Return every line of the data below that includes the string "ReportRunner".

####################

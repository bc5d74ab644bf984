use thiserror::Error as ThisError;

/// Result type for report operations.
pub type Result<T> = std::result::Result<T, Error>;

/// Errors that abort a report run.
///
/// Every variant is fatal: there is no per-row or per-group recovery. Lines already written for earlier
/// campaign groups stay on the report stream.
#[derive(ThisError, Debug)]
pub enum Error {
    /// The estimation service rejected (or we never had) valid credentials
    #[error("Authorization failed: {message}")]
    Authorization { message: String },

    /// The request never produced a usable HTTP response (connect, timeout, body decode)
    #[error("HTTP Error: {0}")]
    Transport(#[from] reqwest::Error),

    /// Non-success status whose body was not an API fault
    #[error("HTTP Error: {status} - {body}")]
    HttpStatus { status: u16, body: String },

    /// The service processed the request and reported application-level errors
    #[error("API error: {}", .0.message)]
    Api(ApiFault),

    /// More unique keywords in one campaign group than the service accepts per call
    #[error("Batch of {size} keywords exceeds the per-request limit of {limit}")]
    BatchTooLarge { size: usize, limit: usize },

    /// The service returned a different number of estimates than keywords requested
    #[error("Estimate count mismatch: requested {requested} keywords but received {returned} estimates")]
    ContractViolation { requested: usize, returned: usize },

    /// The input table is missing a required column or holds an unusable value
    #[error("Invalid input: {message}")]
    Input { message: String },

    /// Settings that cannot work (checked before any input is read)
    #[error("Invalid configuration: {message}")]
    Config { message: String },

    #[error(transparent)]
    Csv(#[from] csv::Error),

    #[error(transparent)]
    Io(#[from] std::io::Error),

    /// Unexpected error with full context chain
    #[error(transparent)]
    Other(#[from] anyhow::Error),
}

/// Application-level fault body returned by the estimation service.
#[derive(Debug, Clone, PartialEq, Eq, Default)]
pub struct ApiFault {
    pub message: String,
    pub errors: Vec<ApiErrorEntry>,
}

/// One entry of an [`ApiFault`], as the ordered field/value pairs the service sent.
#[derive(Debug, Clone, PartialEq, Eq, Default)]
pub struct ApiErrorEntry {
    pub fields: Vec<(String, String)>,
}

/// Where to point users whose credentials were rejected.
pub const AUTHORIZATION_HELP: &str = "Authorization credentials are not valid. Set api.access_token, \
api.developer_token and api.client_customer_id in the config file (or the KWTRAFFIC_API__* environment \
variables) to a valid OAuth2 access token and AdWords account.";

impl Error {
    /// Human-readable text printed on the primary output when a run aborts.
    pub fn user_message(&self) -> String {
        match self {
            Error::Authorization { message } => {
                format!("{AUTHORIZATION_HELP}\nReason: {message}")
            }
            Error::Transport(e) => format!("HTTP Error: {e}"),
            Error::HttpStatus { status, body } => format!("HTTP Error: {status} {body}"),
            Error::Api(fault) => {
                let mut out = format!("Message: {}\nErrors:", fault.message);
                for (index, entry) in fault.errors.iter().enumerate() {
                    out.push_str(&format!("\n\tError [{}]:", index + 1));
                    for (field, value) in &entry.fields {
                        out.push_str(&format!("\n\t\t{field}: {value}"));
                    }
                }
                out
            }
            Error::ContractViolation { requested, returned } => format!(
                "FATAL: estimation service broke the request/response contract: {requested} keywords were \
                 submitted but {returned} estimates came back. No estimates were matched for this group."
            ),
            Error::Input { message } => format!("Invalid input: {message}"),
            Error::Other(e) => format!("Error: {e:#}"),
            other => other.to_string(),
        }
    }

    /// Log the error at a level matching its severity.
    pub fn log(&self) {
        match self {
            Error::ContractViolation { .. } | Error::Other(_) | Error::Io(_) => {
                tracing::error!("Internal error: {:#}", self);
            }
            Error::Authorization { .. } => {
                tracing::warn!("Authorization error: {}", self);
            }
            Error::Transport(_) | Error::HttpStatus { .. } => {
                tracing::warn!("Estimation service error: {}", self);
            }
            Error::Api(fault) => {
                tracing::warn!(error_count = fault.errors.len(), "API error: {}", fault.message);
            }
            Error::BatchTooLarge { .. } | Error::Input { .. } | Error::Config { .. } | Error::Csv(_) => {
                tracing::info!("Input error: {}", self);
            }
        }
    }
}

####################

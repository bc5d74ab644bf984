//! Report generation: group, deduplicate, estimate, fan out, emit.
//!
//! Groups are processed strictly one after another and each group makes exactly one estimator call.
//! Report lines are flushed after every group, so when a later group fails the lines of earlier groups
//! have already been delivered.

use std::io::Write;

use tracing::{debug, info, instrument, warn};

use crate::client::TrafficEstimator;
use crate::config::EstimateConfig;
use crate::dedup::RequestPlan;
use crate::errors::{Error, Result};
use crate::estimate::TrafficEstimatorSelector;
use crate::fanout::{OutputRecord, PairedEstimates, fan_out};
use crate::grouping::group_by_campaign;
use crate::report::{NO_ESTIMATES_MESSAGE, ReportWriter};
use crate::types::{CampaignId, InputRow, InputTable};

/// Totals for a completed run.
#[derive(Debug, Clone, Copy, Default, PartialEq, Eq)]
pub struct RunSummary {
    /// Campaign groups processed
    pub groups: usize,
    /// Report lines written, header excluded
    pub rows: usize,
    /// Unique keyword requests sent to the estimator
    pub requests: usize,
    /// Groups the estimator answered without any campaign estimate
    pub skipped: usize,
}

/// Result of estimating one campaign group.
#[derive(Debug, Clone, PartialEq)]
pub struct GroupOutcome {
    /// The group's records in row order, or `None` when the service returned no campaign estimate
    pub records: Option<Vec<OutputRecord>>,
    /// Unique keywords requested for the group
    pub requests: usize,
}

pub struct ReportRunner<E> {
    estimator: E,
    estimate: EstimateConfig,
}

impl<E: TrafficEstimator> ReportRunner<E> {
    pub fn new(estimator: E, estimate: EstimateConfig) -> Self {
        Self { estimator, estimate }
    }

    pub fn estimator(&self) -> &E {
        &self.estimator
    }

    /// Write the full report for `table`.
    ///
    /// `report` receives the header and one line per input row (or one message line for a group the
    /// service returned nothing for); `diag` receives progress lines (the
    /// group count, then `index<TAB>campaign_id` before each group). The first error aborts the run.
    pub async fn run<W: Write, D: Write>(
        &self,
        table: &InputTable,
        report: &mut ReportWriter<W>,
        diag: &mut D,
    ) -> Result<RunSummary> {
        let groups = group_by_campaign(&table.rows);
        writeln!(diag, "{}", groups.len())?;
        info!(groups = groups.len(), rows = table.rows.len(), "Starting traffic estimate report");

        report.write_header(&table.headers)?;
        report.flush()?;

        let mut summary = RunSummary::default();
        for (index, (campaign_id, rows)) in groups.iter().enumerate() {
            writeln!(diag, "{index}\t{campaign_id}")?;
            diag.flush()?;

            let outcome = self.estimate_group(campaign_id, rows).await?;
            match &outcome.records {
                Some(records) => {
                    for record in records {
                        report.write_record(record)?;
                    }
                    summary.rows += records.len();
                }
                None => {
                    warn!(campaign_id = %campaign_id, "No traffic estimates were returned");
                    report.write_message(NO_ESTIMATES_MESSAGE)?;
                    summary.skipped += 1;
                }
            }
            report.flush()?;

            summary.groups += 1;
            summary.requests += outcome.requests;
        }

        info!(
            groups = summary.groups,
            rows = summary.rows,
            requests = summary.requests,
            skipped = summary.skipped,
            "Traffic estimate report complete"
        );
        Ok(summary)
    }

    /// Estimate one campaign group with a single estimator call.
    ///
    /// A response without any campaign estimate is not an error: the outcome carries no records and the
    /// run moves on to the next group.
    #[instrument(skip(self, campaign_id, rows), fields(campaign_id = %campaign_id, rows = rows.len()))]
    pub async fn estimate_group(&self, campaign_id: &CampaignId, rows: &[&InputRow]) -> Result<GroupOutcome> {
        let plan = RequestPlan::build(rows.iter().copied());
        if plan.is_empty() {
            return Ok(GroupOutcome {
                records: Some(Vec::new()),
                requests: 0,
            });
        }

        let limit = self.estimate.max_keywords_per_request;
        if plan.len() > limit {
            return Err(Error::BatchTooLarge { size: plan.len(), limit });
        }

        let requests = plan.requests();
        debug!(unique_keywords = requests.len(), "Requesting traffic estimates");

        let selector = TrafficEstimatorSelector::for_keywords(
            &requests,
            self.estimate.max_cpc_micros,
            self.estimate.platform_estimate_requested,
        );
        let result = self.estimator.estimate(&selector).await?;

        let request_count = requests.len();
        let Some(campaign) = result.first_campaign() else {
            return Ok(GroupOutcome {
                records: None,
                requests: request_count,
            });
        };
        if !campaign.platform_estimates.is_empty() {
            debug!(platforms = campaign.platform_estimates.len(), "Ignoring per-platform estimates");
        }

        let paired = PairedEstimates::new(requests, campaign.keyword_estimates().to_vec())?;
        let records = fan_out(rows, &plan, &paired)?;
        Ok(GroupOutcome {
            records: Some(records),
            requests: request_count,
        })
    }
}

####################

* _Answer section_:
pub struct ReportRunner<E> {
impl<E: TrafficEstimator> ReportRunner<E> {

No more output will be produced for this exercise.